# WHAT YOU ARE ASKED TO DO
Among the entries below, find the lines holding "registry" and copy them.

•••••

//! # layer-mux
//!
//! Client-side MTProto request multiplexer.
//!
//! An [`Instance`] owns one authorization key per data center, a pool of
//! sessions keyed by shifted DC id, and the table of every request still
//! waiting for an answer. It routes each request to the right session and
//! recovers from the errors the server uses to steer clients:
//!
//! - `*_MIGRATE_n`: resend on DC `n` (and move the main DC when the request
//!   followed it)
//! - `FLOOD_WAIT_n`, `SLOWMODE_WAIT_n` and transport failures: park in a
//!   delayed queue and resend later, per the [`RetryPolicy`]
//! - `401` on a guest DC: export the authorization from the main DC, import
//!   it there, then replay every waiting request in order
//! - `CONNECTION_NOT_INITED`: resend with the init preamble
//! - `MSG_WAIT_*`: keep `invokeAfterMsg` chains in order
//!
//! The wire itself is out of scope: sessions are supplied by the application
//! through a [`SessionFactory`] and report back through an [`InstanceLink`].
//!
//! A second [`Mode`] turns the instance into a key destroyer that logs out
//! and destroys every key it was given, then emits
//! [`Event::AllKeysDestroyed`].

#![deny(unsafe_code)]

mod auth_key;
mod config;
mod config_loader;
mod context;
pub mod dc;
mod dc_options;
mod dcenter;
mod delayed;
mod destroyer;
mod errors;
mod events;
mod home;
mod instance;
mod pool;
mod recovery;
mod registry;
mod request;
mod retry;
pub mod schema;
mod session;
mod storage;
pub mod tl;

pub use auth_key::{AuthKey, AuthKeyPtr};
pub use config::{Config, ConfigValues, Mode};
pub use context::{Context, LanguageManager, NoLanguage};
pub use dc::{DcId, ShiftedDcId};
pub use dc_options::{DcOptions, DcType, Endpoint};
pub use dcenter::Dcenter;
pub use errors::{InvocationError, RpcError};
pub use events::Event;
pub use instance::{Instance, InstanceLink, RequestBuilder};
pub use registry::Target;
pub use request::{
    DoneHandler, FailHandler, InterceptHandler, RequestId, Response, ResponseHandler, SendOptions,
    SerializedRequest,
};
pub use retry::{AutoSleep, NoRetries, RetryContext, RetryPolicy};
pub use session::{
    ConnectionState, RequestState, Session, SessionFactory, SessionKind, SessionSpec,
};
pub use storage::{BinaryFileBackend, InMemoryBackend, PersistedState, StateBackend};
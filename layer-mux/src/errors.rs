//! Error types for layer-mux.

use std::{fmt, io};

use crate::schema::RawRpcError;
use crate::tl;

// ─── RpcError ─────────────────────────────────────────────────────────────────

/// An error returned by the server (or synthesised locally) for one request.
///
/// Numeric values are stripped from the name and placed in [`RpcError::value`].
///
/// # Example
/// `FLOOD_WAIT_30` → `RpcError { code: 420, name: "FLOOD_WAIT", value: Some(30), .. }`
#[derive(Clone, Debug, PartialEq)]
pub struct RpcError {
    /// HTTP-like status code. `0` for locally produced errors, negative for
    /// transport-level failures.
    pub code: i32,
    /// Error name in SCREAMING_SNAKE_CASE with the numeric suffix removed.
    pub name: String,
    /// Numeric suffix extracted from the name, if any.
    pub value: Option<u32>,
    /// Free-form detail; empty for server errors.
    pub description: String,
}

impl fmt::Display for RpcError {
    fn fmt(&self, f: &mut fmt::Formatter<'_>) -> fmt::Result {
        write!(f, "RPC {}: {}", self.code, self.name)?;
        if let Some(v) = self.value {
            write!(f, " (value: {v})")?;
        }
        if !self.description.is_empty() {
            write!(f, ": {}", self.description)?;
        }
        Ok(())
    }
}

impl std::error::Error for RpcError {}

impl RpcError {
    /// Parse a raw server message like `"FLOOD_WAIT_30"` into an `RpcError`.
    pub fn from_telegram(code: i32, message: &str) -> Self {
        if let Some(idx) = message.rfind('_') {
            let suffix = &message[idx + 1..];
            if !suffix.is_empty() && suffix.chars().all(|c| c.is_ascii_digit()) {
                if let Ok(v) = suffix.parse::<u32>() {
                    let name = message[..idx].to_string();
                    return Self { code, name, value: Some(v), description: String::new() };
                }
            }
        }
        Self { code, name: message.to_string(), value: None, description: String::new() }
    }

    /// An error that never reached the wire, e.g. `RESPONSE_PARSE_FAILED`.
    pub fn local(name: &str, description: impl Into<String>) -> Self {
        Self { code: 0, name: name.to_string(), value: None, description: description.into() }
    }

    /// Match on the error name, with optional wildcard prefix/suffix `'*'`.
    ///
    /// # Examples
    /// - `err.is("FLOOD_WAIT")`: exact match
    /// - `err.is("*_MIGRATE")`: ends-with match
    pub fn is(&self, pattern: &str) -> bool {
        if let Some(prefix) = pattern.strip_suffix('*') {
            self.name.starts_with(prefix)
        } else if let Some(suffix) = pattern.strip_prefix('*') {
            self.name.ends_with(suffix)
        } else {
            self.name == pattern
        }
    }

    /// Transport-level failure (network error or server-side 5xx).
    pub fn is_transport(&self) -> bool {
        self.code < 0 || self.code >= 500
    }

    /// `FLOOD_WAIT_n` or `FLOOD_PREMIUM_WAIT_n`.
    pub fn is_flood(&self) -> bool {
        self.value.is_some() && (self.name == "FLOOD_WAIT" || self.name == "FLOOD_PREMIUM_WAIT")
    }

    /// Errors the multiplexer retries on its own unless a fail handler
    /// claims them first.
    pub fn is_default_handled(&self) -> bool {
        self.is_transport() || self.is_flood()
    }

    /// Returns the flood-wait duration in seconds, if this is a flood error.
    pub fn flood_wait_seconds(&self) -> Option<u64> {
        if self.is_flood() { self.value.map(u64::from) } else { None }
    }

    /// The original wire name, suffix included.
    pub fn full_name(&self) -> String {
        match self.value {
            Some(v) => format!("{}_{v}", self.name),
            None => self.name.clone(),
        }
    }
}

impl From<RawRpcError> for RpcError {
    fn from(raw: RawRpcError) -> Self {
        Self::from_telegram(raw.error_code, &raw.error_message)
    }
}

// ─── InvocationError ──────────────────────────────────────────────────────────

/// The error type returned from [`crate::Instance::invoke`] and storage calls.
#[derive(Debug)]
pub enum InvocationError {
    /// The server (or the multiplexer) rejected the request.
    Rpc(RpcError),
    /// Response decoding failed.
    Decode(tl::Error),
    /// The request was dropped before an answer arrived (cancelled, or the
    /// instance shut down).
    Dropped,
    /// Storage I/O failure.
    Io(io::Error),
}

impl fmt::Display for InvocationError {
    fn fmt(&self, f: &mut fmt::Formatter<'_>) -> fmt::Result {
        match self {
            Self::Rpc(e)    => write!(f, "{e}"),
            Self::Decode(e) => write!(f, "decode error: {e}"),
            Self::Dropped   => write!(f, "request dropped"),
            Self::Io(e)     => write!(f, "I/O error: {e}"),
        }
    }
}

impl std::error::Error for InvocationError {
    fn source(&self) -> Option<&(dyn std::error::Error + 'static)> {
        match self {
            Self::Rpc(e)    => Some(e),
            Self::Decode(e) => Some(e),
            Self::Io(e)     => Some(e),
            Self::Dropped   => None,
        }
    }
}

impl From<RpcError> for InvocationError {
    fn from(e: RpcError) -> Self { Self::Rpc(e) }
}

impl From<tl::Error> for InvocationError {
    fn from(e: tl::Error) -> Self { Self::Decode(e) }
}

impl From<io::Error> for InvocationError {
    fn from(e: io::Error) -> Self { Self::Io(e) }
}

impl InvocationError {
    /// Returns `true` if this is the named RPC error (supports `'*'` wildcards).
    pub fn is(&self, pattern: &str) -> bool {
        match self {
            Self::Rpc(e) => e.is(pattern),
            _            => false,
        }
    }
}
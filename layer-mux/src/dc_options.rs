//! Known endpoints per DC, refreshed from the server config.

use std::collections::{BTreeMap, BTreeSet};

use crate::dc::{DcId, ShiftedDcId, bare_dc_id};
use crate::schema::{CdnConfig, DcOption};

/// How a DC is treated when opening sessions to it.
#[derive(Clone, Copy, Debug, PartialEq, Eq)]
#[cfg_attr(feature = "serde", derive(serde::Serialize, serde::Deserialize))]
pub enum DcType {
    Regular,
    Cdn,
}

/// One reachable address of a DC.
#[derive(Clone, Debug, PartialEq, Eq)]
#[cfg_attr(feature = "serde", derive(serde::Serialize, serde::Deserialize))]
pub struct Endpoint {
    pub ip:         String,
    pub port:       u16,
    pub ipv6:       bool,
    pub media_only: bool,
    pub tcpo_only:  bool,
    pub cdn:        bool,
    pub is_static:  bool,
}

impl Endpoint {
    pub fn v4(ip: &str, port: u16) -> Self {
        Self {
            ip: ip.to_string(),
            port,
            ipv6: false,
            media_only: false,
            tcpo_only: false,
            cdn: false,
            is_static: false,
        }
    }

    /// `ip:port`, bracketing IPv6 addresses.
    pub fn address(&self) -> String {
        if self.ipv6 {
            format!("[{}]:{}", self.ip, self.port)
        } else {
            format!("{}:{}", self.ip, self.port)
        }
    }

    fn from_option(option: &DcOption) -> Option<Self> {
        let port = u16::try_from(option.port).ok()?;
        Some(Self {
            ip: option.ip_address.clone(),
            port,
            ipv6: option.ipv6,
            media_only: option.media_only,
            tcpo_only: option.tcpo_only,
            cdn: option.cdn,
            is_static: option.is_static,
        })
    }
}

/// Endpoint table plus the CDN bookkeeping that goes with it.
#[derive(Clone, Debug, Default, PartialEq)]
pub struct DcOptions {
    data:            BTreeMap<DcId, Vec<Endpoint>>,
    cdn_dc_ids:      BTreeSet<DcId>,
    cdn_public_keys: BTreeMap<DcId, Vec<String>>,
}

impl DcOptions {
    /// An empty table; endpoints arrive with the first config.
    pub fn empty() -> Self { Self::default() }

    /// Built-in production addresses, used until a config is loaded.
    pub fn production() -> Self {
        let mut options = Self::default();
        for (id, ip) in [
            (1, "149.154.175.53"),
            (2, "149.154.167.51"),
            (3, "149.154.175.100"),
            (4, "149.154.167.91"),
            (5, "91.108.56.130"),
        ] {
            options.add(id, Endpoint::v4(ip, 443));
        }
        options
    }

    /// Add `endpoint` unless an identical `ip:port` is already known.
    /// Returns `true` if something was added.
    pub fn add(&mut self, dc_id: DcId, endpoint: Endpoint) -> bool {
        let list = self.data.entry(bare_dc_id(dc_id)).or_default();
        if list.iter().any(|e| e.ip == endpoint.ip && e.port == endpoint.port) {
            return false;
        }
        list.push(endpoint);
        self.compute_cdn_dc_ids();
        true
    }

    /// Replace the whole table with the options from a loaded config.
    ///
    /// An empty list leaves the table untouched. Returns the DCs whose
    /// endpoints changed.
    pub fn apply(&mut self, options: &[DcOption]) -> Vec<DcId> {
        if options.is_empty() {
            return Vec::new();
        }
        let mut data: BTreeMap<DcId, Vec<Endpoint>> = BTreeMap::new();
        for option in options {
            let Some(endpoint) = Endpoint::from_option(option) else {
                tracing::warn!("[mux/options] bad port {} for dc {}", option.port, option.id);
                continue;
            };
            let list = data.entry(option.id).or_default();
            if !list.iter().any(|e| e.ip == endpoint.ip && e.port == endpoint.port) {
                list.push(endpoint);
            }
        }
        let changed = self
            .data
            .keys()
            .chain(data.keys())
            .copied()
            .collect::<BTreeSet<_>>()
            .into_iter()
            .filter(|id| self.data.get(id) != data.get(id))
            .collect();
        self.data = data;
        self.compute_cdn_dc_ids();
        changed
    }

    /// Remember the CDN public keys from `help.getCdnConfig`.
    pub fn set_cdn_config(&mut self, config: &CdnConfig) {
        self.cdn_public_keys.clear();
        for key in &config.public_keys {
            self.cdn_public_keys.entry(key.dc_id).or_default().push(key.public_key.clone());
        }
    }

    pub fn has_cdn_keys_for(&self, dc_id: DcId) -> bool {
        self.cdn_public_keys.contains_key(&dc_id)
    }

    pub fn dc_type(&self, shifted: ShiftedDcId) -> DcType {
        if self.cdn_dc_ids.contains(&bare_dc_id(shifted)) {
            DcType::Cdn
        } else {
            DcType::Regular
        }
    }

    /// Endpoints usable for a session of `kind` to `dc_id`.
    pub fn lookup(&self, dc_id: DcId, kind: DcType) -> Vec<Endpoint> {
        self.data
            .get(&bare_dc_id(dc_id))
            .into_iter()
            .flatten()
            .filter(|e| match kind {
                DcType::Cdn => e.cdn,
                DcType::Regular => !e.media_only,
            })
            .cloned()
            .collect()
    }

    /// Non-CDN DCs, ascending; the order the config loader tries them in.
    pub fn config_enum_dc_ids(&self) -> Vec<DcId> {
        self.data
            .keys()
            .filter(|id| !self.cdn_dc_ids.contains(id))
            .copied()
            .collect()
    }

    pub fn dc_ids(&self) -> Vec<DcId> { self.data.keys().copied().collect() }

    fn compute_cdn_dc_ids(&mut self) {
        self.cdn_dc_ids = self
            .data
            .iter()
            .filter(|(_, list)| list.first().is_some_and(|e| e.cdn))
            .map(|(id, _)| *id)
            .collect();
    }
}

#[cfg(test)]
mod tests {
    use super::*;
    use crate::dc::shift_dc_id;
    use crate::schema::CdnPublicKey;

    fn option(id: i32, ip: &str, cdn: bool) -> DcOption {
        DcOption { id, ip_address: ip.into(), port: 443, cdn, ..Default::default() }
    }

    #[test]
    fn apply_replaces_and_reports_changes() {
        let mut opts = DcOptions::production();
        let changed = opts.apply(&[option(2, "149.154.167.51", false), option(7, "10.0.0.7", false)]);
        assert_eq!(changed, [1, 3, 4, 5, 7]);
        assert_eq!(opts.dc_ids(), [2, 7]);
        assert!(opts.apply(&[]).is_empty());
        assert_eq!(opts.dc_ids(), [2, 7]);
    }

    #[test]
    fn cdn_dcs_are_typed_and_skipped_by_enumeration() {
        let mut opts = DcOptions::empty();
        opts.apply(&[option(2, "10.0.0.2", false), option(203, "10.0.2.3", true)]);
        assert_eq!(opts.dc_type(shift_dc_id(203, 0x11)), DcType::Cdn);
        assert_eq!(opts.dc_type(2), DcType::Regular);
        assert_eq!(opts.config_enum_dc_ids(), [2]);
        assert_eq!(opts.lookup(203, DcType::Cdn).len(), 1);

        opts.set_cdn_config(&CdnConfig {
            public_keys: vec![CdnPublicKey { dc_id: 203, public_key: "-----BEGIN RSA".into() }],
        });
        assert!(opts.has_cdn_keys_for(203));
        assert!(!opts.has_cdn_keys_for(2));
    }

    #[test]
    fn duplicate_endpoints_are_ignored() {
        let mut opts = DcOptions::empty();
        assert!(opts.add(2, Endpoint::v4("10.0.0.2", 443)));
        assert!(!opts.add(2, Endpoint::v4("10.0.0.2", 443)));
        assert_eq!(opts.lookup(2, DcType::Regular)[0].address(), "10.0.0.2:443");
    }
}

•••••

# SOLUTION
mod registry;
pub use registry::Target;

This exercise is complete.